Previously, under the Tories a passport officer could deny entry to a suspected applicant and immediately order his or her departure from the country. Under the 1999 Act, Straw allowed applicants to appeal and stay in Britain until their case was finally decided. Dedicated lawyers patrolling Heathrow promised their clients lengthy delays, while sympathetic judges, in the opinion of IND officials, increasingly interpreted the ‘facts’ to favour the asylum-seekers.
The courts rapidly became clogged, while bogus applicants were freed from overcrowded detention centres with the promise of welfare benefits and public housing. Iraqis, Iranians and Kosovans already resident in Britain encouraged their ‘families’ to join them. The news about the country’s new tolerance spread around the world, encouraging Kurds, Tamils, Sri Lankans and Cypriots to enter as tourists before applying for asylum. Migrants from the Balkans, Afghanistan and Somalia headed for Calais to jump on a lorry and be smuggled in. The police
resisted any involvement, and Straw did not demand that Brown finance new detention facilities and more staff. Everyone looked the other way.
In early 1999, Home Office officials reported that people smugglers and lawyers were schooling applicants on what to tell immigration officers, and marriage rackets were flourishing. Over the course of the year, IND received tens of thousands of new applications from migrants who had destroyed their identity documents, making it impossible to know which country they could be deported to. By June 1999, the backlog of applications for asylum rose to 125,000, compared to 52,000 in 1997. The number of immigrants legally entering Britain rose to 360,000, although the government minimised the number by speaking only about a ‘net migration of 219,000’.

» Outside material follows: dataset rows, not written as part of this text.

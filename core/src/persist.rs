use crate::{IndexError, Result};
use serde::de::DeserializeOwned;
use serde::Serialize;
use sled::transaction::{
    ConflictableTransactionError, ConflictableTransactionResult, TransactionError, TransactionalTree,
};
use sled::{Db, Transactional, Tree};
use std::path::Path;

const TERMS_TREE: &str = "terms";
const CATEGORIES_TREE: &str = "categories";
const CATEGORY_NAMES_TREE: &str = "category_names";
const DOCUMENTS_TREE: &str = "documents";
const INDEX_TREE: &str = "index";
const DOC_TERMS_TREE: &str = "doc_terms";

/// Result of a step running inside a store transaction. An `Err` aborts and rolls back.
pub type TxResult<T> = ConflictableTransactionResult<T, IndexError>;

/// Handle to the on-disk corpus: one sled tree per relation.
pub struct Store {
    db: Db,
    pub(crate) terms: Tree,
    pub(crate) categories: Tree,
    pub(crate) category_names: Tree,
    pub(crate) documents: Tree,
    pub(crate) index: Tree,
    pub(crate) doc_terms: Tree,
}

/// Transactional view over every relation, passed explicitly to each store function.
pub struct Tx<'a> {
    pub(crate) terms: &'a TransactionalTree,
    pub(crate) categories: &'a TransactionalTree,
    pub(crate) category_names: &'a TransactionalTree,
    pub(crate) documents: &'a TransactionalTree,
    pub(crate) index: &'a TransactionalTree,
    pub(crate) doc_terms: &'a TransactionalTree,
}

impl Store {
    /// Open (or create) a store rooted at `path`. Missing relations are created.
    pub fn open<P: AsRef<Path>>(path: P) -> Result<Self> {
        let db = sled::open(path.as_ref())?;
        tracing::debug!(path = %path.as_ref().display(), "opened corpus store");
        Self::with_db(db)
    }

    /// A throwaway store that is deleted when dropped.
    pub fn temporary() -> Result<Self> {
        let db = sled::Config::new().temporary(true).open()?;
        Self::with_db(db)
    }

    fn with_db(db: Db) -> Result<Self> {
        Ok(Self {
            terms: db.open_tree(TERMS_TREE)?,
            categories: db.open_tree(CATEGORIES_TREE)?,
            category_names: db.open_tree(CATEGORY_NAMES_TREE)?,
            documents: db.open_tree(DOCUMENTS_TREE)?,
            index: db.open_tree(INDEX_TREE)?,
            doc_terms: db.open_tree(DOC_TERMS_TREE)?,
            db,
        })
    }

    /// Run `f` as one atomic transaction across all relations.
    ///
    /// sled may call `f` more than once on conflict, so it must not touch state outside `tx`.
    pub fn transaction<T, F>(&self, f: F) -> Result<T>
    where
        F: Fn(&Tx<'_>) -> TxResult<T>,
    {
        let trees = (
            &self.terms,
            &self.categories,
            &self.category_names,
            &self.documents,
            &self.index,
            &self.doc_terms,
        );
        let result = trees.transaction(|(terms, categories, category_names, documents, index, doc_terms)| {
            let tx = Tx { terms, categories, category_names, documents, index, doc_terms };
            f(&tx)
        });
        result.map_err(|err| match err {
            TransactionError::Abort(e) => {
                tracing::warn!(error = %e, "transaction rolled back");
                e
            }
            TransactionError::Storage(e) => e.into(),
        })
    }

    /// Block until all committed writes are durable on disk.
    pub fn flush(&self) -> Result<()> {
        self.db.flush()?;
        Ok(())
    }
}

/// Abort the surrounding transaction with `err`.
pub(crate) fn fail<T>(err: IndexError) -> TxResult<T> {
    sled::transaction::abort(err)
}

pub(crate) trait OrAbort<T> {
    fn or_abort(self) -> TxResult<T>;
}

impl<T> OrAbort<T> for Result<T> {
    fn or_abort(self) -> TxResult<T> {
        self.map_err(ConflictableTransactionError::Abort)
    }
}

pub(crate) fn encode<T: Serialize>(value: &T) -> Result<Vec<u8>> {
    Ok(bincode::serialize(value)?)
}

pub(crate) fn decode<T: DeserializeOwned>(bytes: &[u8]) -> Result<T> {
    Ok(bincode::deserialize(bytes)?)
}

pub(crate) fn decode_key(bytes: &[u8]) -> Result<String> {
    String::from_utf8(bytes.to_vec())
        .map_err(|e| IndexError::StorageUnavailable(format!("non utf-8 key: {e}")))
}

pub(crate) fn id_key(id: u32) -> [u8; 4] { id.to_be_bytes() }

pub(crate) fn id_from_key(bytes: &[u8]) -> Result<u32> {
    let raw: [u8; 4] = bytes
        .try_into()
        .map_err(|_| IndexError::StorageUnavailable(format!("bad id key of {} bytes", bytes.len())))?;
    Ok(u32::from_be_bytes(raw))
}

#[cfg(test)]
mod tests {
    use super::*;
    use tempfile::tempdir;

    #[test]
    fn aborted_transaction_leaves_no_writes() {
        let store = Store::temporary().unwrap();
        let res: Result<()> = store.transaction(|tx| {
            tx.terms.insert(&b"ghost"[..], encode(&1u32).or_abort()?)?;
            fail(IndexError::ConstraintViolation("forced".into()))
        });
        assert_eq!(res, Err(IndexError::ConstraintViolation("forced".into())));
        assert!(store.terms.get(b"ghost").unwrap().is_none());
    }

    #[test]
    fn reopen_keeps_relations() {
        let dir = tempdir().unwrap();
        {
            let store = Store::open(dir.path()).unwrap();
            store.transaction(|tx| {
                tx.terms.insert(&b"kept"[..], encode(&4u32).or_abort()?)?;
                Ok(())
            }).unwrap();
            store.flush().unwrap();
        }
        let store = Store::open(dir.path()).unwrap();
        let raw = store.terms.get(b"kept").unwrap().unwrap();
        assert_eq!(decode::<u32>(&raw).unwrap(), 4);
    }

    #[test]
    fn id_keys_sort_numerically() {
        assert!(id_key(2) < id_key(10));
        assert_eq!(id_from_key(&id_key(77)).unwrap(), 77);
        assert!(id_from_key(b"abc").is_err());
    }
}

That autumn, the new Act was tested. Straw’s somersault from criticising Michael Howard’s bill in 1996 to enacting his own controls encouraged a media outcry. In reaction, No. 10 finally asked the Home Office for information, and Straw paid them a visit. ‘If Downing Street was irritated by the Home Office’s failure to produce the results Blair wanted,’ Omand noted, ‘a chain would be yanked, and the media reports from Campbell’s briefing signalled that Straw’s stock in Downing Street had fallen.’
Straw returned to his office from Downing Street visibly annoyed by Blair’s irritation over the fact that the number of asylum-seekers had not been sharply reduced. To his officials, he appeared surprised that the courts were embracing the sentiment of Labour’s new legislation. ‘What more do you want to stop this?’ he asked Boys-Smith. ‘Shall we rewrite the UN Charter?’ His forlorn question was mixed with anger at Downing Street. The machinery of government, he complained, was being frustrated by the innumerable specialist ‘units’ randomly established by Blair to implement his ideas, and by Blair’s arguments with Brown.
Straw was particularly stung by Brown saying that he refused to ‘waste more money’ on building new prisons. Brown disparaged Michael Howard’s policy of longer sentences in order to teach prisoners to work. Without new prisons, overcrowding developed and convicts had to be released earlier. David Ramsbotham, the chief inspector of prisons, protested that Straw was ‘totally ineffectual’ at reforming the sordid institutions. Straw blamed Blair’s unending dispute with Brown for undermining Blair’s own homily that ‘what mattered to me was crime and immigration’.